Anyone who's ever said that government should be run as a business doesn't understand government — or business. Governments provide services. That's a job as sloppy as collecting trash and one in which the bottom line isn't the only consideration. The government/managed care analogy may not be seaworthy when tossed upon the currents of logic, but there is at least this similarity: Managed care provides a service and also has masters other than the bottom line.
Every physician, HMO, hospital, lab, pharmacy and other participant in health care has a stake in how the total health care dollar is divided. Does increasing administrative costs a certain amount restrain medical costs to the degree that overall costs are not increased or, at least, increased at an acceptable rate? Can savings be generated with no decline in quality of care and extent of coverage? What is an administrative expense?
Some health plans speak apples while others speak oranges. If a DM program improves quality but doesn't lower cost, will one plan call it medical instead of administrative? And customary considerations of HMO administrative costs don't even take into account how much of the so-called "medical loss" (basically, what plans pay providers) is really administration.
Providers, for their part, all have administrative components, and while capitation cuts down some claims traffic, the hassles of utilization review, written referrals, chart review visits and all the other managed care control mechanisms do exist.

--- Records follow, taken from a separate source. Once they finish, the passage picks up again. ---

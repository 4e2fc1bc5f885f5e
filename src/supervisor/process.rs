//! One supervised child process

use crate::cancel::CancellationToken;
use crate::error::{HarnessError, Result};
use crate::logging::{forward_line, StreamKind};
use nix::sys::signal::{self, Signal};
use nix::unistd::Pid;
use parking_lot::Mutex;
use std::collections::{BTreeMap, VecDeque};
use std::path::{Path, PathBuf};
use std::process::{ExitStatus, Stdio};
use std::sync::Arc;
use std::time::Duration;
use tokio::io::{AsyncBufReadExt, AsyncRead, BufReader};
use tokio::process::{Child, Command};

const OUTPUT_CAPACITY: usize = 500;

/// Bounded buffer of the most recent output lines
#[derive(Debug)]
pub struct OutputLog {
    lines: Mutex<VecDeque<String>>,
    capacity: usize,
}

impl OutputLog {
    pub fn new(capacity: usize) -> Self {
        Self {
            lines: Mutex::new(VecDeque::with_capacity(capacity)),
            capacity,
        }
    }

    pub fn push(&self, line: String) {
        let mut lines = self.lines.lock();
        if lines.len() == self.capacity {
            lines.pop_front();
        }
        lines.push_back(line);
    }

    /// Last `n` lines, oldest first
    pub fn tail(&self, n: usize) -> Vec<String> {
        let lines = self.lines.lock();
        lines.iter().skip(lines.len().saturating_sub(n)).cloned().collect()
    }

    pub fn len(&self) -> usize {
        self.lines.lock().len()
    }

    pub fn is_empty(&self) -> bool {
        self.len() == 0
    }
}

/// A service binary that can be started, stopped and restarted with the same env
pub struct ServiceProcess {
    name: String,
    binary: PathBuf,
    args: Vec<String>,
    env: BTreeMap<String, String>,
    shutdown_grace: Duration,
    child: Mutex<Option<Child>>,
    output: Arc<OutputLog>,
}

impl ServiceProcess {
    pub fn new(
        name: impl Into<String>,
        binary: impl Into<PathBuf>,
        env: BTreeMap<String, String>,
        shutdown_grace: Duration,
    ) -> Self {
        Self {
            name: name.into(),
            binary: binary.into(),
            args: Vec::new(),
            env,
            shutdown_grace,
            child: Mutex::new(None),
            output: Arc::new(OutputLog::new(OUTPUT_CAPACITY)),
        }
    }

    pub fn with_args<I, S>(mut self, args: I) -> Self
    where
        I: IntoIterator<Item = S>,
        S: Into<String>,
    {
        self.args = args.into_iter().map(Into::into).collect();
        self
    }

    pub fn name(&self) -> &str {
        &self.name
    }

    pub fn binary(&self) -> &Path {
        &self.binary
    }

    pub fn env(&self) -> &BTreeMap<String, String> {
        &self.env
    }

    pub fn output(&self) -> &OutputLog {
        &self.output
    }

    pub fn pid(&self) -> Option<u32> {
        self.child.lock().as_ref().and_then(Child::id)
    }

    /// Spawn the process unless it is already running
    pub fn start(&self) -> Result<()> {
        let mut slot = self.child.lock();
        if let Some(child) = slot.as_mut() {
            if matches!(child.try_wait(), Ok(None)) {
                return Ok(());
            }
        }

        let mut child = Command::new(&self.binary)
            .args(&self.args)
            .envs(&self.env)
            .stdin(Stdio::null())
            .stdout(Stdio::piped())
            .stderr(Stdio::piped())
            .kill_on_drop(true)
            .spawn()
            .map_err(|e| {
                HarnessError::Process(format!("Failed to spawn {} ({}): {}", self.name, self.binary.display(), e))
            })?;

        if let Some(stdout) = child.stdout.take() {
            self.pump(stdout, StreamKind::Stdout);
        }
        if let Some(stderr) = child.stderr.take() {
            self.pump(stderr, StreamKind::Stderr);
        }

        tracing::info!(service = %self.name, pid = ?child.id(), "service process started");
        *slot = Some(child);
        Ok(())
    }

    fn pump<R>(&self, reader: R, stream: StreamKind)
    where
        R: AsyncRead + Unpin + Send + 'static,
    {
        let name = self.name.clone();
        let output = self.output.clone();
        tokio::spawn(async move {
            let mut lines = BufReader::new(reader).lines();
            while let Ok(Some(line)) = lines.next_line().await {
                forward_line(&name, stream, &line);
                output.push(line);
            }
        });
    }

    /// Whether the child exists and has not exited
    pub fn is_running(&self) -> bool {
        match self.child.lock().as_mut() {
            Some(child) => matches!(child.try_wait(), Ok(None)),
            None => false,
        }
    }

    /// Exit status if the child has already exited
    pub fn exit_status(&self) -> Option<ExitStatus> {
        self.child
            .lock()
            .as_mut()
            .and_then(|child| child.try_wait().ok().flatten())
    }

    /// Graceful stop: SIGTERM, then SIGKILL after the grace period.
    /// A cancelled token skips straight to SIGKILL.
    pub async fn stop(&self, cancel: &CancellationToken) -> Result<Option<ExitStatus>> {
        let child = self.child.lock().take();
        let Some(mut child) = child else {
            return Ok(None);
        };

        if let Ok(Some(status)) = child.try_wait() {
            return Ok(Some(status));
        }

        if cancel.is_cancelled() {
            return self.kill(&mut child).await.map(Some);
        }

        if let Some(pid) = child.id() {
            if let Err(e) = signal::kill(Pid::from_raw(pid as i32), Signal::SIGTERM) {
                tracing::warn!(service = %self.name, error = %e, "SIGTERM failed, killing");
                return self.kill(&mut child).await.map(Some);
            }
        }

        tokio::select! {
            waited = tokio::time::timeout(self.shutdown_grace, child.wait()) => match waited {
                Ok(status) => {
                    let status = status?;
                    tracing::info!(service = %self.name, %status, "service process exited");
                    Ok(Some(status))
                }
                Err(_) => {
                    tracing::warn!(service = %self.name, grace = ?self.shutdown_grace, "grace period elapsed, killing");
                    self.kill(&mut child).await.map(Some)
                }
            },
            _ = cancel.cancelled() => {
                self.kill(&mut child).await.map(Some)
            }
        }
    }

    async fn kill(&self, child: &mut Child) -> Result<ExitStatus> {
        if let Err(e) = child.start_kill() {
            tracing::debug!(service = %self.name, error = %e, "start_kill");
        }
        let status = child.wait().await?;
        tracing::info!(service = %self.name, %status, "service process killed");
        Ok(status)
    }
}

My feeling is that we're still swaying on the high wire, unable to really relate component administrative costs to changes in overall health care costs. And it's likely that different components will have different effects as managed care matures. For example, an HMO's contracting office might have contributed greatly to the organization's success over the past five years, but that won't be the case in the next five if fees have indeed hit rock bottom. Administrative costs are a slippery fish. No doubt about it.